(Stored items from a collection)
■ ■ ■ ■ ■

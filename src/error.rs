//! Typed errors and their envelope/status mapping.
//!
//! Validation failures are caller errors (`fail`, 400) and are handled inside
//! the single CRUD operation that produced them. Everything else is a server
//! fault (`exception`, 500) and propagates to the axum response mapping below.
//! Because every failure is an `Err` travelling through `?`, no statement can
//! execute past a failed response -- the termination guarantee is structural.

use crate::response::Envelope;
use axum::{
    http::StatusCode,
    response::{IntoResponse, Response},
    Json,
};
use thiserror::Error;

/// Setup and contract errors: wrong at registration time or a caller that is
/// a programmer, not an end user.
#[derive(Error, Debug)]
pub enum ConfigError {
    #[error("unknown callback validator: {0}")]
    UnknownCallback(String),
    #[error("duplicate resource path: {0}")]
    DuplicatePath(String),
    #[error("field rules: {0}")]
    Load(String),
    /// A value the operation cannot run without (e.g. the DELETE identifier).
    #[error("{0} is not defined.")]
    Undefined(String),
}

#[derive(Error, Debug)]
pub enum ApiError {
    /// Wrong HTTP verb reached a handler: fatal to the request.
    #[error("Bad request.")]
    MethodMismatch,
    /// Recoverable caller input error; message names the offending field.
    #[error("{0}")]
    Validation(String),
    #[error(transparent)]
    Config(#[from] ConfigError),
    #[error("database: {0}")]
    Db(#[from] sqlx::Error),
    #[error("JSON contents cannot be decoded.")]
    Decode,
    #[error("Password hashing failed.")]
    Hash,
}

impl IntoResponse for ApiError {
    fn into_response(self) -> Response {
        let (status, envelope) = match &self {
            ApiError::Validation(msg) => (StatusCode::BAD_REQUEST, Envelope::fail(msg.clone())),
            _ => {
                crate::logger::log_exception(&self.to_string());
                (
                    StatusCode::INTERNAL_SERVER_ERROR,
                    Envelope::exception(self.to_string()),
                )
            }
        };
        (status, Json(envelope)).into_response()
    }
}
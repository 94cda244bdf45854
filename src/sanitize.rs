//! Parameter sanitization, run strictly after validation succeeds and before
//! binding. Validation always sees the raw values; the statement only ever
//! sees the sanitized ones.
//!
//! Dispatch is by the column's declared kind: Id text becomes the 16-byte
//! binary form, Email/Url values pass through safe-character filters, declared
//! trimmable text fields lose surrounding whitespace. Password parameters are
//! already hashed by the time this runs and match no rule. A per-resource
//! extension hook runs last for business normalization (price minor units,
//! order status casing).

use crate::engine::params::{BindValue, ParamMap};
use crate::id::OpaqueId;
use crate::schema::{ColumnKind, ResourceConfig};

pub fn sanitize(params: &mut ParamMap, config: &ResourceConfig) {
    for (key, value) in params.iter_mut() {
        match config.kind_of_param(key) {
            Some(ColumnKind::Id) => {
                if let BindValue::Text(s) = value {
                    if let Some(id) = OpaqueId::parse_text(s.trim()) {
                        *value = BindValue::Bytes(id.to_binary().to_vec());
                    }
                }
            }
            Some(ColumnKind::Email) => {
                if let BindValue::Text(s) = value {
                    *value = BindValue::Text(filter_email(s));
                }
            }
            Some(ColumnKind::Url) => {
                if let BindValue::Text(s) = value {
                    *value = BindValue::Text(filter_url(s));
                }
            }
            _ => {
                if config.trimmable.iter().any(|t| t == key) {
                    if let BindValue::Text(s) = value {
                        *value = BindValue::Text(s.trim().to_string());
                    }
                }
            }
        }
    }
    if let Some(ext) = config.sanitize_ext {
        ext(params);
    }
}

/// Keep only characters legal in an email address.
fn filter_email(s: &str) -> String {
    s.chars()
        .filter(|c| {
            c.is_ascii_alphanumeric()
                || matches!(
                    c,
                    '!' | '#' | '$' | '%' | '&' | '\'' | '*' | '+' | '-' | '/' | '=' | '?'
                        | '^' | '_' | '`' | '{' | '|' | '}' | '~' | '@' | '.' | '[' | ']'
                )
        })
        .collect()
}

/// Keep only characters legal in a URL.
fn filter_url(s: &str) -> String {
    s.chars()
        .filter(|c| {
            c.is_ascii_alphanumeric()
                || matches!(
                    c,
                    '$' | '-' | '_' | '.' | '+' | '!' | '*' | '\'' | '(' | ')' | ',' | '{'
                        | '}' | '|' | '\\' | '^' | '~' | '[' | ']' | '`' | '<' | '>' | '#'
                        | '%' | '"' | ';' | '/' | '?' | ':' | '@' | '&' | '='
                )
        })
        .collect()
}
pub mod loader;
pub mod types;

pub use loader::*;
pub use types::*;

■ ■ ■ ■ ■

# PROBLEM TO WORK ON
Lines holding the word "ColumnKind" are the answer; copy each one from the records above.

# SOLUTION TO THE PROBLEM
use crate::schema::{ColumnKind, ResourceConfig};
            Some(ColumnKind::Id) => {
            Some(ColumnKind::Email) => {
            Some(ColumnKind::Url) => {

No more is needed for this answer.